Triploid Pacific oyster Crassostrea gigas is increasingly important in aquaculture due to its improved growth and meat quality. However, adaptability differences between diploid and triploid oysters in varying environments are inconclusive. To address this concern, we compared the growth, physiological parameters (clearance rate, CR; oxygen consumption rate, OCR; ammonia excretion rate, AER; the Arrhenius break temperature (ABT) based on heart rate), and metabolism-related gene expression (HK, PK, and PEPCK) in diploid and triploid C. gigas at various temperatures (17 ℃, 20 ℃, 23 ℃, 26 ℃, and 29 ℃) and salinities (18 psu, 22 psu, 26 psu, 30 psu, and 34 psu). Triploids exhibited higher shell heights than diploids across various temperature and salinity treatments. No significant difference in CR, OCR, or AER was observed between diploids and triploids. Compared to diploids, triploids had higher O: N ratios at 29 ℃ but lower O: N ratios at 18 and 22 psu. Except for the 23–26 ℃ range, diploids had lower Q₁₀ values, suggesting that they are less sensitive to respiration changes within these temperature ranges. Additionally, triploids demonstrated higher thermal adaptation, as evidenced by a higher ABT value (triploids: 26.52 ℃ > diploids: 25.71 ℃).

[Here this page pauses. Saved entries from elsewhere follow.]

// src/dialect/streaming.rs
//
// Event-stream decoding and per-dialect chunk transforms.
//
// The codec is deliberately HTTP-free: a transformer is a function from
// (accumulated bytes, new chunk) to (new accumulated bytes, fully-decoded
// output events); the buffer split point is the cursor. `[DONE]` passes
// through unchanged, and unrecognised event shapes are skipped rather than
// killing the stream.

use crate::error::Result;
use crate::dialect::ApiDialect;
use bytes::{Buf, BytesMut};
use serde_json::{json, Value};
use tracing::debug;

pub const DONE_MARKER: &str = "[DONE]";

/// Incremental SSE decoder. Bytes are pushed as they arrive; complete events
/// (blocks delimited by a blank line) come out, partial events stay buffered.
#[derive(Debug, Default)]
pub struct SseCodec {
    buffer: BytesMut,
}

impl SseCodec {
    pub fn new() -> Self {
        Self::default()
    }

    /// Feed a chunk; returns the `data:` payload of every event completed by
    /// it, in order.
    pub fn push(&mut self, chunk: &[u8]) -> Vec<String> {
        self.buffer.extend_from_slice(chunk);
        let mut events = Vec::new();
        while let Some((end, delim_len)) = find_blank_line(&self.buffer) {
            let block = self.buffer.split_to(end);
            self.buffer.advance(delim_len);
            if let Some(data) = parse_data_lines(&block) {
                events.push(data);
            }
        }
        events
    }

    /// Bytes still waiting for their delimiter.
    pub fn pending(&self) -> usize {
        self.buffer.len()
    }
}

/// Find the earliest blank-line delimiter; returns (block end, delimiter len).
fn find_blank_line(buf: &[u8]) -> Option<(usize, usize)> {
    let lf = buf.windows(2).position(|w| w == b"\n\n").map(|i| (i + 1, 1));
    let crlf = buf
        .windows(4)
        .position(|w| w == b"\r\n\r\n")
        .map(|i| (i + 2, 2));
    match (lf, crlf) {
        (Some(a), Some(b)) => Some(if a.0 <= b.0 { a } else { b }),
        (Some(a), None) => Some(a),
        (None, Some(b)) => Some(b),
        (None, None) => None,
    }
}

/// Join the `data:` field lines of one event block.
fn parse_data_lines(block: &[u8]) -> Option<String> {
    let text = std::str::from_utf8(block).ok()?;
    let payload: Vec<&str> = text
        .lines()
        .filter_map(|line| line.strip_prefix("data:"))
        .map(str::trim_start)
        .collect();
    if payload.is_empty() {
        None
    } else {
        Some(payload.join("\n"))
    }
}

/// Re-encode a JSON event as an SSE frame.
pub fn encode_event(event: &Value) -> String {
    format!("data: {event}\n\n")
}

pub fn encode_done() -> String {
    format!("data: {DONE_MARKER}\n\n")
}

/// Per-event transform for one (inbound, outbound) dialect pair. `Ok(None)`
/// means the event has no counterpart in the client dialect and is skipped.
pub type EventTransform = fn(&Value) -> Result<Option<Value>>;

fn identity_event(event: &Value) -> Result<Option<Value>> {
    Ok(Some(event.clone()))
}

/// Look up the streaming transform for a dialect pair.
pub fn stream_transform(inbound: ApiDialect, outbound: ApiDialect) -> Option<EventTransform> {
    use ApiDialect::*;
    if inbound == outbound {
        return Some(identity_event);
    }
    match (inbound, outbound) {
        (OpenAi, AnthropicText) => Some(completion_event_to_openai_chunk),
        (OpenAi, AnthropicChat) => Some(messages_event_to_openai_chunk),
        (AnthropicText, AnthropicChat) => Some(messages_event_to_completion_event),
        (OpenAi, GoogleAi) => Some(google_chunk_to_openai_chunk),
        (OpenAiText, OpenAi) => Some(identity_event),
        _ => None,
    }
}

fn openai_chunk(content: Option<&str>, role: Option<&str>, finish: Option<&str>) -> Value {
    let mut delta = serde_json::Map::new();
    if let Some(role) = role {
        delta.insert("role".to_string(), json!(role));
    }
    if let Some(content) = content {
        delta.insert("content".to_string(), json!(content));
    }
    json!({
        "id": "chatcmpl-proxy",
        "object": "chat.completion.chunk",
        "created": 0,
        "choices": [{
            "index": 0,
            "delta": Value::Object(delta),
            "finish_reason": finish.map_or(Value::Null, |f| json!(f)),
        }],
    })
}

fn map_anthropic_stop(reason: Option<&str>) -> &'static str {
    match reason {
        Some("max_tokens") => "length",
        _ => "stop",
    }
}

/// Anthropic text-completion event -> OpenAI chat chunk.
fn completion_event_to_openai_chunk(event: &Value) -> Result<Option<Value>> {
    if let Some(completion) = event.get("completion").and_then(Value::as_str) {
        let finish = event
            .get("stop_reason")
            .and_then(Value::as_str)
            .map(|r| map_anthropic_stop(Some(r)));
        return Ok(Some(openai_chunk(Some(completion), None, finish)));
    }
    debug!(event = %event, "Skipping unrecognised completion stream event");
    Ok(None)
}

/// Anthropic messages event -> OpenAI chat chunk.
fn messages_event_to_openai_chunk(event: &Value) -> Result<Option<Value>> {
    match event.get("type").and_then(Value::as_str) {
        Some("message_start") => Ok(Some(openai_chunk(Some(""), Some("assistant"), None))),
        Some("content_block_delta") => {
            let text = event
                .pointer("/delta/text")
                .and_then(Value::as_str)
                .unwrap_or_default();
            Ok(Some(openai_chunk(Some(text), None, None)))
        }
        Some("message_delta") => {
            match event.pointer("/delta/stop_reason").and_then(Value::as_str) {
                Some(reason) => Ok(Some(openai_chunk(
                    None,
                    None,
                    Some(map_anthropic_stop(Some(reason))),
                ))),
                None => Ok(None),
            }
        }
        Some("ping" | "content_block_start" | "content_block_stop" | "message_stop") => Ok(None),
        _ => {
            debug!(event = %event, "Skipping unrecognised messages stream event");
            Ok(None)
        }
    }
}

/// Anthropic messages event -> text-completion event.
fn messages_event_to_completion_event(event: &Value) -> Result<Option<Value>> {
    match event.get("type").and_then(Value::as_str) {
        Some("content_block_delta") => {
            let text = event
                .pointer("/delta/text")
                .and_then(Value::as_str)
                .unwrap_or_default();
            Ok(Some(json!({
                "type": "completion",
                "completion": text,
                "stop_reason": Value::Null,
            })))
        }
        Some("message_delta") => {
            match event.pointer("/delta/stop_reason").and_then(Value::as_str) {
                Some(reason) => {
                    let mapped = match reason {
                        "max_tokens" => "max_tokens",
                        _ => "stop_sequence",
                    };
                    Ok(Some(json!({
                        "type": "completion",
                        "completion": "",
                        "stop_reason": mapped,
                    })))
                }
                None => Ok(None),
            }
        }
        Some(
            "ping" | "message_start" | "content_block_start" | "content_block_stop"
            | "message_stop",
        ) => Ok(None),
        _ => {
            debug!(event = %event, "Skipping unrecognised messages stream event");
            Ok(None)
        }
    }
}

/// Google streamGenerateContent chunk -> OpenAI chat chunk.
fn google_chunk_to_openai_chunk(event: &Value) -> Result<Option<Value>> {
    let Some(candidate) = event.pointer("/candidates/0") else {
        debug!(event = %event, "Skipping unrecognised google stream event");
        return Ok(None);
    };
    let text = candidate
        .pointer("/content/parts")
        .and_then(Value::as_array)
        .map(|parts| {
            parts
                .iter()
                .filter_map(|p| p.get("text").and_then(Value::as_str))
                .collect::<Vec<_>>()
                .join("")
        })
        .unwrap_or_default();
    let finish = candidate
        .get("finishReason")
        .and_then(Value::as_str)
        .map(|r| match r {
            "MAX_TOKENS" => "length",
            _ => "stop",
        });
    Ok(Some(openai_chunk(Some(&text), None, finish)))
}

/// Extract the output text carried by a transformed event, for streaming
/// usage estimates.
pub fn output_text(event: &Value) -> Option<&str> {
    event
        .pointer("/choices/0/delta/content")
        .and_then(Value::as_str)
        .or_else(|| event.get("completion").and_then(Value::as_str))
}

#[cfg(test)]
mod tests {
    use super::*;

    #[test]
    fn codec_buffers_partial_events() {
        let mut codec = SseCodec::new();
        assert!(codec.push(b"data: {\"a\":").is_empty());
        assert!(codec.pending() > 0);
        let events = codec.push(b"1}\n\ndata: [DONE]\n\n");
        assert_eq!(events, vec![r#"{"a":1}"#.to_string(), DONE_MARKER.to_string()]);
        assert_eq!(codec.pending(), 0);
    }

    #[test]
    fn codec_handles_crlf_delimiters() {
        let mut codec = SseCodec::new();
        let events = codec.push(b"data: one\r\n\r\ndata: two\r\n\r\n");
        assert_eq!(events, vec!["one".to_string(), "two".to_string()]);
    }

    #[test]
    fn codec_ignores_comment_and_event_lines() {
        let mut codec = SseCodec::new();
        let events = codec.push(b": keep-alive\n\nevent: completion\ndata: {\"x\":2}\n\n");
        assert_eq!(events, vec![r#"{"x":2}"#.to_string()]);
    }

    #[test]
    fn chunking_is_transparent_to_the_transform() {
        // R2: transformed concatenation equals transformation of the
        // concatenated original, regardless of chunk boundaries.
        let raw = concat!(
            "data: {\"type\":\"content_block_delta\",\"delta\":{\"type\":\"text_delta\",\"text\":\"Hel\"}}\n\n",
            "data: {\"type\":\"content_block_delta\",\"delta\":{\"type\":\"text_delta\",\"text\":\"lo\"}}\n\n",
        );
        let transform = stream_transform(ApiDialect::OpenAi, ApiDialect::AnthropicChat).unwrap();

        let collect = |chunks: &[&[u8]]| -> String {
            let mut codec = SseCodec::new();
            let mut out = String::new();
            for chunk in chunks {
                for payload in codec.push(chunk) {
                    let event: Value = serde_json::from_str(&payload).unwrap();
                    if let Some(transformed) = transform(&event).unwrap() {
                        out.push_str(output_text(&transformed).unwrap_or(""));
                    }
                }
            }
            out
        };

        let whole = collect(&[raw.as_bytes()]);
        let bytes = raw.as_bytes();
        let split: Vec<&[u8]> = bytes.chunks(7).collect();
        let piecewise = collect(&split);
        assert_eq!(whole, "Hello");
        assert_eq!(whole, piecewise);
    }

    #[test]
    fn messages_events_map_to_openai_chunks() {
        let transform = stream_transform(ApiDialect::OpenAi, ApiDialect::AnthropicChat).unwrap();

        let start: Value =
            serde_json::from_str(r#"{"type":"message_start","message":{"id":"msg_1"}}"#).unwrap();
        let chunk = transform(&start).unwrap().unwrap();
        assert_eq!(chunk["choices"][0]["delta"]["role"], "assistant");

        let stop: Value =
            serde_json::from_str(r#"{"type":"message_delta","delta":{"stop_reason":"max_tokens"}}"#)
                .unwrap();
        let chunk = transform(&stop).unwrap().unwrap();
        assert_eq!(chunk["choices"][0]["finish_reason"], "length");

        let ping: Value = serde_json::from_str(r#"{"type":"ping"}"#).unwrap();
        assert!(transform(&ping).unwrap().is_none());
    }

    #[test]
    fn unknown_events_are_skipped_not_fatal() {
        let transform = stream_transform(ApiDialect::OpenAi, ApiDialect::AnthropicChat).unwrap();
        let odd: Value = serde_json::from_str(r#"{"type":"totally_new_event"}"#).unwrap();
        assert!(transform(&odd).unwrap().is_none());
    }

    #[test]
    fn completion_events_become_chat_chunks() {
        let transform = stream_transform(ApiDialect::OpenAi, ApiDialect::AnthropicText).unwrap();
        let event: Value =
            serde_json::from_str(r#"{"type":"completion","completion":" Hi","stop_reason":null}"#)
                .unwrap();
        let chunk = transform(&event).unwrap().unwrap();
        assert_eq!(chunk["object"], "chat.completion.chunk");
        assert_eq!(chunk["choices"][0]["delta"]["content"], " Hi");
    }

    #[test]
    fn messages_events_become_completion_events() {
        let transform =
            stream_transform(ApiDialect::AnthropicText, ApiDialect::AnthropicChat).unwrap();
        let event: Value = serde_json::from_str(
            r#"{"type":"content_block_delta","index":0,"delta":{"type":"text_delta","text":"Hey"}}"#,
        )
        .unwrap();
        let out = transform(&event).unwrap().unwrap();
        assert_eq!(out["type"], "completion");
        assert_eq!(out["completion"], "Hey");
    }
}
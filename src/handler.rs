// src/handler.rs
//
// Inbound HTTP surface. Each endpoint names its inbound dialect and feeds
// the shared pipeline: preprocess -> queue -> dispatch.

use crate::context::CorrelationId;
use crate::dialect::ApiDialect;
use crate::error::Result;
use crate::metrics::METRICS;
use crate::preprocess;
use crate::state::AppState;
use crate::upstream;
use axum::{
    body::{Body, Bytes},
    extract::State,
    http::StatusCode,
    response::Response,
    Extension, Json,
};
use serde_json::{json, Value};
use std::sync::Arc;
use std::time::{Duration, Instant};
use tracing::instrument;

/// The `/v1/complete` compatibility endpoint forces this model.
const CLAUDE3_COMPAT_MODEL: &str = "claude-3-sonnet-20240229";

/// How long a synthesised model listing stays fresh.
const MODELS_CACHE_TTL: Duration = Duration::from_secs(60);

/// Model ids claimed per capability family in the synthesised listing.
const FAMILY_MODELS: &[(&str, &[&str])] = &[
    ("gpt-4", &["gpt-4", "gpt-4-0613"]),
    ("gpt-4-turbo", &["gpt-4-turbo", "gpt-4-turbo-preview"]),
    ("gpt-3.5-turbo", &["gpt-3.5-turbo", "gpt-3.5-turbo-16k", "gpt-3.5-turbo-instruct"]),
    ("embeddings", &["text-embedding-ada-002"]),
    ("image", &["dall-e-3"]),
    ("audio", &["whisper-1", "tts-1"]),
    ("text-moderation", &["text-moderation-latest"]),
    (
        "claude",
        &[
            "claude-2",
            "claude-2.1",
            "claude-instant-1.2",
            "claude-3-sonnet-20240229",
            "claude-3-haiku-20240307",
        ],
    ),
    ("claude-opus", &["claude-3-opus-20240229"]),
    ("gemini-pro", &["gemini-pro", "gemini-1.5-pro"]),
    ("gemini-flash", &["gemini-1.5-flash"]),
    ("gemini-ultra", &["gemini-ultra"]),
];

/// Lightweight liveness probe.
pub async fn health_check() -> Response {
    let mut resp = Response::new(Body::from("OK"));
    *resp.status_mut() = StatusCode::OK;
    resp
}

/// `GET /v1/models`: models claimed across all providers with usable keys,
/// cached for a minute.
pub async fn list_models(State(state): State<Arc<AppState>>) -> Json<Value> {
    {
        let cache = state
            .models_cache
            .lock()
            .unwrap_or_else(|e| e.into_inner());
        if let Some((built_at, listing)) = cache.as_ref() {
            if built_at.elapsed() < MODELS_CACHE_TTL {
                return Json(listing.clone());
            }
        }
    }

    let mut claimed: Vec<Value> = Vec::new();
    for service in state.pool.services() {
        let Some(provider) = state.pool.provider(service) else {
            continue;
        };
        if provider.available() == 0 {
            continue;
        }
        let mut families: Vec<String> = provider
            .list()
            .into_iter()
            .filter(|view| !view.is_disabled)
            .flat_map(|view| view.model_families.into_iter())
            .collect();
        families.sort();
        families.dedup();
        for family in families {
            if let Some((_, models)) = FAMILY_MODELS.iter().find(|(f, _)| *f == family) {
                for model in *models {
                    claimed.push(json!({
                        "id": model,
                        "object": "model",
                        "owned_by": service.as_str(),
                    }));
                }
            }
        }
    }

    let listing = json!({"object": "list", "data": claimed});
    let mut cache = state
        .models_cache
        .lock()
        .unwrap_or_else(|e| e.into_inner());
    *cache = Some((Instant::now(), listing.clone()));
    Json(listing)
}

/// Correlation id minted by the edge middleware, or a fresh one when the
/// router runs without it (tests drive `create_router` bare).
fn correlation_id(ext: Option<Extension<CorrelationId>>) -> CorrelationId {
    ext.map_or_else(CorrelationId::new, |Extension(id)| id)
}

/// `POST /v1/chat/completions` — inbound `openai`.
#[instrument(skip_all)]
pub async fn chat_completions(
    State(state): State<Arc<AppState>>,
    correlation: Option<Extension<CorrelationId>>,
    body: Bytes,
) -> Response {
    handle_proxy(state, ApiDialect::OpenAi, body, None, correlation_id(correlation)).await
}

/// `POST /v1/completions` — inbound `openai-text`.
#[instrument(skip_all)]
pub async fn text_completions(
    State(state): State<Arc<AppState>>,
    correlation: Option<Extension<CorrelationId>>,
    body: Bytes,
) -> Response {
    handle_proxy(state, ApiDialect::OpenAiText, body, None, correlation_id(correlation)).await
}

/// `POST /v1/images/generations` — inbound `openai-image`.
#[instrument(skip_all)]
pub async fn image_generations(
    State(state): State<Arc<AppState>>,
    correlation: Option<Extension<CorrelationId>>,
    body: Bytes,
) -> Response {
    handle_proxy(state, ApiDialect::OpenAiImage, body, None, correlation_id(correlation)).await
}

/// `POST /v1/complete` — inbound `anthropic-text`. Claude 3 models are
/// upgraded to the messages dialect by the preprocessor.
#[instrument(skip_all)]
pub async fn anthropic_complete(
    State(state): State<Arc<AppState>>,
    correlation: Option<Extension<CorrelationId>>,
    body: Bytes,
) -> Response {
    handle_proxy(
        state,
        ApiDialect::AnthropicText,
        body,
        None,
        correlation_id(correlation),
    )
    .await
}

/// `POST /v1/messages` — inbound `anthropic-chat`.
#[instrument(skip_all)]
pub async fn anthropic_messages(
    State(state): State<Arc<AppState>>,
    correlation: Option<Extension<CorrelationId>>,
    body: Bytes,
) -> Response {
    handle_proxy(
        state,
        ApiDialect::AnthropicChat,
        body,
        None,
        correlation_id(correlation),
    )
    .await
}

/// `POST /v1/claude-3/complete` — compatibility endpoint: forces the model
/// and translates text to chat both directions.
#[instrument(skip_all)]
pub async fn claude3_complete(
    State(state): State<Arc<AppState>>,
    correlation: Option<Extension<CorrelationId>>,
    body: Bytes,
) -> Response {
    handle_proxy(
        state,
        ApiDialect::AnthropicText,
        body,
        Some(CLAUDE3_COMPAT_MODEL),
        correlation_id(correlation),
    )
    .await
}

/// The shared pipeline entry. Errors are rendered here, with the request's
/// correlation id, so the `request_id` a client sees matches the log
/// records for the same request.
async fn handle_proxy(
    state: Arc<AppState>,
    inbound: ApiDialect,
    body: Bytes,
    model_override: Option<&str>,
    correlation_id: CorrelationId,
) -> Response {
    let started = Instant::now();
    METRICS.requests_total.increment(1);

    match run_pipeline(&state, inbound, &body, model_override, correlation_id).await {
        Ok(response) => {
            METRICS.request_duration.record(started.elapsed().as_secs_f64());
            response
        }
        Err(err) => err.into_response_with_id(correlation_id),
    }
}

/// Preprocess, wait in the service queue, dispatch.
async fn run_pipeline(
    state: &Arc<AppState>,
    inbound: ApiDialect,
    body: &Bytes,
    model_override: Option<&str>,
    correlation_id: CorrelationId,
) -> Result<Response> {
    let prepared = preprocess::prepare(
        &state.pool,
        inbound,
        body,
        model_override,
        correlation_id,
        state.config.prompt_logging,
    )?;
    let mut ctx = prepared.ctx;

    let admission = state.queues.admit(ctx.service, &ctx.model).await?;
    let response = upstream::dispatch(state, &mut ctx, &prepared.body, admission).await?;

    if let Some(wait) = ctx.wait_time() {
        METRICS.queue_wait.record(wait.as_secs_f64());
    }
    Ok(response)
}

The PEPCK/PK and PEPCK/HK ratios indicated that triploids have lower anaerobic metabolism levels than diploids at 17 ℃, 23 ℃, and 26 ℃, but higher levels at salinities of 18 psu, 22 psu, and 26 psu. Overall, triploids showed greater adaptability at 17 ℃, 23 ℃, 26 ℃ and 29 ℃, while lower adaptability at salinities of 18 psu, 22 psu, and 26 psu. Our findings provide insights into the physiological metabolism underlying temperature and salinity adaptation in diploid and triploid oysters.